Information shown section start

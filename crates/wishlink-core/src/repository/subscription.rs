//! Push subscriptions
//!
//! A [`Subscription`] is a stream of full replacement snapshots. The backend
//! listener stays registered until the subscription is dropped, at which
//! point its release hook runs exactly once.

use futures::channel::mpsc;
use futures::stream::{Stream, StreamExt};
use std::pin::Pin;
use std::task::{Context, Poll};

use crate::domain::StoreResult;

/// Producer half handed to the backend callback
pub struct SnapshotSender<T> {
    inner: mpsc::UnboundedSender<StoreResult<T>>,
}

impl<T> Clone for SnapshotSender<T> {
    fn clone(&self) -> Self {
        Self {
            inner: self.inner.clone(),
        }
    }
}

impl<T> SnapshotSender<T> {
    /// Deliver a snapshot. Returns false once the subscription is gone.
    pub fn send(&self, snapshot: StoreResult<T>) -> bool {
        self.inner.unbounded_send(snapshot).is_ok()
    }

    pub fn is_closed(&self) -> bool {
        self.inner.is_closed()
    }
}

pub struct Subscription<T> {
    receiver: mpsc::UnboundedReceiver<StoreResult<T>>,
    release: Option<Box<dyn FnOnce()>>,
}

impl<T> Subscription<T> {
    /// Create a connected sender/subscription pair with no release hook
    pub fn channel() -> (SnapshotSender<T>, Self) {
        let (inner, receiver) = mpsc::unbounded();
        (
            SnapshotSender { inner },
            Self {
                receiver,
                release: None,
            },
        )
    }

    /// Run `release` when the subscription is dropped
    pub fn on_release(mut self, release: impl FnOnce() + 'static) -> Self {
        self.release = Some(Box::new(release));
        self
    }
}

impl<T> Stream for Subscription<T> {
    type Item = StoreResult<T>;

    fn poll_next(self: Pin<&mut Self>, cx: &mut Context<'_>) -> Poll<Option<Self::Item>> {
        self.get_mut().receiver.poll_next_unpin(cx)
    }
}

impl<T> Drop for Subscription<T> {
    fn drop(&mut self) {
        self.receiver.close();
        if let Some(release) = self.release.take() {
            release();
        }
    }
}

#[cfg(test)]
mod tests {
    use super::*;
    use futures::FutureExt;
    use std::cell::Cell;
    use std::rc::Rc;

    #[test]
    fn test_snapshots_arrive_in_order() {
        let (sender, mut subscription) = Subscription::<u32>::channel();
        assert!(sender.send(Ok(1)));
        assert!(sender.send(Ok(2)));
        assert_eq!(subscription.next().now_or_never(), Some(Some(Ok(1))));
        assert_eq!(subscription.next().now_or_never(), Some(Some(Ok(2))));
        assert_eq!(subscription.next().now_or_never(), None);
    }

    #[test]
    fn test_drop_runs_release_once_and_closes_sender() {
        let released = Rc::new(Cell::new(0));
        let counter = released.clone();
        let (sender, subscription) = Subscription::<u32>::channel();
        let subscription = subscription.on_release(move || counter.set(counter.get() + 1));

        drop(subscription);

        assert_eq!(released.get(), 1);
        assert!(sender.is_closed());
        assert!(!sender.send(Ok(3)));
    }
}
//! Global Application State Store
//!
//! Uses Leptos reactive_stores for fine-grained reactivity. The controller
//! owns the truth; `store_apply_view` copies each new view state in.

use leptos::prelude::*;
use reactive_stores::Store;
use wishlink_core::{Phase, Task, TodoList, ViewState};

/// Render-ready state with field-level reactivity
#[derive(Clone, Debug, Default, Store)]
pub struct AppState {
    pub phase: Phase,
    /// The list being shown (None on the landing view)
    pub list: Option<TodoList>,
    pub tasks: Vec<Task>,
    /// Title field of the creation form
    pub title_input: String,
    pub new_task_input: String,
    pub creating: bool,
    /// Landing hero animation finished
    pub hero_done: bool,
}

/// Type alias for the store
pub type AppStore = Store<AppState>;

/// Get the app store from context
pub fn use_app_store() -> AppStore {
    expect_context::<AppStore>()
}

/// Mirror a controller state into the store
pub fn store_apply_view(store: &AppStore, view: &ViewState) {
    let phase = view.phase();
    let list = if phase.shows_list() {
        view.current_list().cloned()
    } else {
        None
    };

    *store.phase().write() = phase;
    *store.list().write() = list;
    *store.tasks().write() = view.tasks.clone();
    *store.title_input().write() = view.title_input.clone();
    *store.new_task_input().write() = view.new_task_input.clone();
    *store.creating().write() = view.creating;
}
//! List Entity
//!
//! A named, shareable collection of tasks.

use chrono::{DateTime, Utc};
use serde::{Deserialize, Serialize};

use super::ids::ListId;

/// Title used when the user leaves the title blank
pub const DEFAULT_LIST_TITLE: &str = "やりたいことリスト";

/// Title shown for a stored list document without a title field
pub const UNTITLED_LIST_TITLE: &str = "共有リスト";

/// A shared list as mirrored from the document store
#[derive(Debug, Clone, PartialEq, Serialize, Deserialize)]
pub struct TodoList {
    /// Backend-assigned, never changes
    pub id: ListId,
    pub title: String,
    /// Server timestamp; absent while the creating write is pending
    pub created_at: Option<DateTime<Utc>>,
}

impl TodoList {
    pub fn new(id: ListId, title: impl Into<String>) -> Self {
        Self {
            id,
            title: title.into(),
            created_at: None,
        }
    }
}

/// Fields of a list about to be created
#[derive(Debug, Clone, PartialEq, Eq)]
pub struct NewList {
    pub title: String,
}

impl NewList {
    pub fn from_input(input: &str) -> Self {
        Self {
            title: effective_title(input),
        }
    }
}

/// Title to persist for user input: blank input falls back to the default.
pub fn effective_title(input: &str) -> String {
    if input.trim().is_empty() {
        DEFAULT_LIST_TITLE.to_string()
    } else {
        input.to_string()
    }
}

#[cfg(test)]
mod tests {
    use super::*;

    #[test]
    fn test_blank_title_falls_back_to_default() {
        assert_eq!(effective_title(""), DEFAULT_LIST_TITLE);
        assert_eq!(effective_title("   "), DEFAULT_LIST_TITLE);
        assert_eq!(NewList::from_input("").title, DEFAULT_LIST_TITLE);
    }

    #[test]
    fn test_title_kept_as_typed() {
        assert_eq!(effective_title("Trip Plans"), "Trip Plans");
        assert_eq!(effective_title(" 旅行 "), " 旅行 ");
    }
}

Information shown section end

**Assigned task**. A precise copy of the whole listing is the expected answer.

**Exercise response**.
filename crates/wishlink-core/src/repository/subscription.rs
//! Push subscriptions
//!
//! A [`Subscription`] is a stream of full replacement snapshots. The backend
//! listener stays registered until the subscription is dropped, at which
//! point its release hook runs exactly once.

use futures::channel::mpsc;
use futures::stream::{Stream, StreamExt};
use std::pin::Pin;
use std::task::{Context, Poll};

use crate::domain::StoreResult;

/// Producer half handed to the backend callback
pub struct SnapshotSender<T> {
    inner: mpsc::UnboundedSender<StoreResult<T>>,
}

impl<T> Clone for SnapshotSender<T> {
    fn clone(&self) -> Self {
        Self {
            inner: self.inner.clone(),
        }
    }
}

impl<T> SnapshotSender<T> {
    /// Deliver a snapshot. Returns false once the subscription is gone.
    pub fn send(&self, snapshot: StoreResult<T>) -> bool {
        self.inner.unbounded_send(snapshot).is_ok()
    }

    pub fn is_closed(&self) -> bool {
        self.inner.is_closed()
    }
}

pub struct Subscription<T> {
    receiver: mpsc::UnboundedReceiver<StoreResult<T>>,
    release: Option<Box<dyn FnOnce()>>,
}

impl<T> Subscription<T> {
    /// Create a connected sender/subscription pair with no release hook
    pub fn channel() -> (SnapshotSender<T>, Self) {
        let (inner, receiver) = mpsc::unbounded();
        (
            SnapshotSender { inner },
            Self {
                receiver,
                release: None,
            },
        )
    }

    /// Run `release` when the subscription is dropped
    pub fn on_release(mut self, release: impl FnOnce() + 'static) -> Self {
        self.release = Some(Box::new(release));
        self
    }
}

impl<T> Stream for Subscription<T> {
    type Item = StoreResult<T>;

    fn poll_next(self: Pin<&mut Self>, cx: &mut Context<'_>) -> Poll<Option<Self::Item>> {
        self.get_mut().receiver.poll_next_unpin(cx)
    }
}

impl<T> Drop for Subscription<T> {
    fn drop(&mut self) {
        self.receiver.close();
        if let Some(release) = self.release.take() {
            release();
        }
    }
}

#[cfg(test)]
mod tests {
    use super::*;
    use futures::FutureExt;
    use std::cell::Cell;
    use std::rc::Rc;

    #[test]
    fn test_snapshots_arrive_in_order() {
        let (sender, mut subscription) = Subscription::<u32>::channel();
        assert!(sender.send(Ok(1)));
        assert!(sender.send(Ok(2)));
        assert_eq!(subscription.next().now_or_never(), Some(Some(Ok(1))));
        assert_eq!(subscription.next().now_or_never(), Some(Some(Ok(2))));
        assert_eq!(subscription.next().now_or_never(), None);
    }

    #[test]
    fn test_drop_runs_release_once_and_closes_sender() {
        let released = Rc::new(Cell::new(0));
        let counter = released.clone();
        let (sender, subscription) = Subscription::<u32>::channel();
        let subscription = subscription.on_release(move || counter.set(counter.get() + 1));

        drop(subscription);

        assert_eq!(released.get(), 1);
        assert!(sender.is_closed());
        assert!(!sender.send(Ok(3)));
    }
}
//! Global Application State Store
//!
//! Uses Leptos reactive_stores for fine-grained reactivity. The controller
//! owns the truth; `store_apply_view` copies each new view state in.

use leptos::prelude::*;
use reactive_stores::Store;
use wishlink_core::{Phase, Task, TodoList, ViewState};

/// Render-ready state with field-level reactivity
#[derive(Clone, Debug, Default, Store)]
pub struct AppState {
    pub phase: Phase,
    /// The list being shown (None on the landing view)
    pub list: Option<TodoList>,
    pub tasks: Vec<Task>,
    /// Title field of the creation form
    pub title_input: String,
    pub new_task_input: String,
    pub creating: bool,
    /// Landing hero animation finished
    pub hero_done: bool,
}

/// Type alias for the store
pub type AppStore = Store<AppState>;

/// Get the app store from context
pub fn use_app_store() -> AppStore {
    expect_context::<AppStore>()
}

/// Mirror a controller state into the store
pub fn store_apply_view(store: &AppStore, view: &ViewState) {
    let phase = view.phase();
    let list = if phase.shows_list() {
        view.current_list().cloned()
    } else {
        None
    };

    *store.phase().write() = phase;
    *store.list().write() = list;
    *store.tasks().write() = view.tasks.clone();
    *store.title_input().write() = view.title_input.clone();
    *store.new_task_input().write() = view.new_task_input.clone();
    *store.creating().write() = view.creating;
}
//! List Entity
//!
//! A named, shareable collection of tasks.

use chrono::{DateTime, Utc};
use serde::{Deserialize, Serialize};

use super::ids::ListId;

/// Title used when the user leaves the title blank
pub const DEFAULT_LIST_TITLE: &str = "やりたいことリスト";

/// Title shown for a stored list document without a title field
pub const UNTITLED_LIST_TITLE: &str = "共有リスト";

/// A shared list as mirrored from the document store
#[derive(Debug, Clone, PartialEq, Serialize, Deserialize)]
pub struct TodoList {
    /// Backend-assigned, never changes
    pub id: ListId,
    pub title: String,
    /// Server timestamp; absent while the creating write is pending
    pub created_at: Option<DateTime<Utc>>,
}

impl TodoList {
    pub fn new(id: ListId, title: impl Into<String>) -> Self {
        Self {
            id,
            title: title.into(),
            created_at: None,
        }
    }
}

/// Fields of a list about to be created
#[derive(Debug, Clone, PartialEq, Eq)]
pub struct NewList {
    pub title: String,
}

impl NewList {
    pub fn from_input(input: &str) -> Self {
        Self {
            title: effective_title(input),
        }
    }
}

/// Title to persist for user input: blank input falls back to the default.
pub fn effective_title(input: &str) -> String {
    if input.trim().is_empty() {
        DEFAULT_LIST_TITLE.to_string()
    } else {
        input.to_string()
    }
}

#[cfg(test)]
mod tests {
    use super::*;

    #[test]
    fn test_blank_title_falls_back_to_default() {
        assert_eq!(effective_title(""), DEFAULT_LIST_TITLE);
        assert_eq!(effective_title("   "), DEFAULT_LIST_TITLE);
        assert_eq!(NewList::from_input("").title, DEFAULT_LIST_TITLE);
    }

    #[test]
    fn test_title_kept_as_typed() {
        assert_eq!(effective_title("Trip Plans"), "Trip Plans");
        assert_eq!(effective_title(" 旅行 "), " 旅行 ");
    }
}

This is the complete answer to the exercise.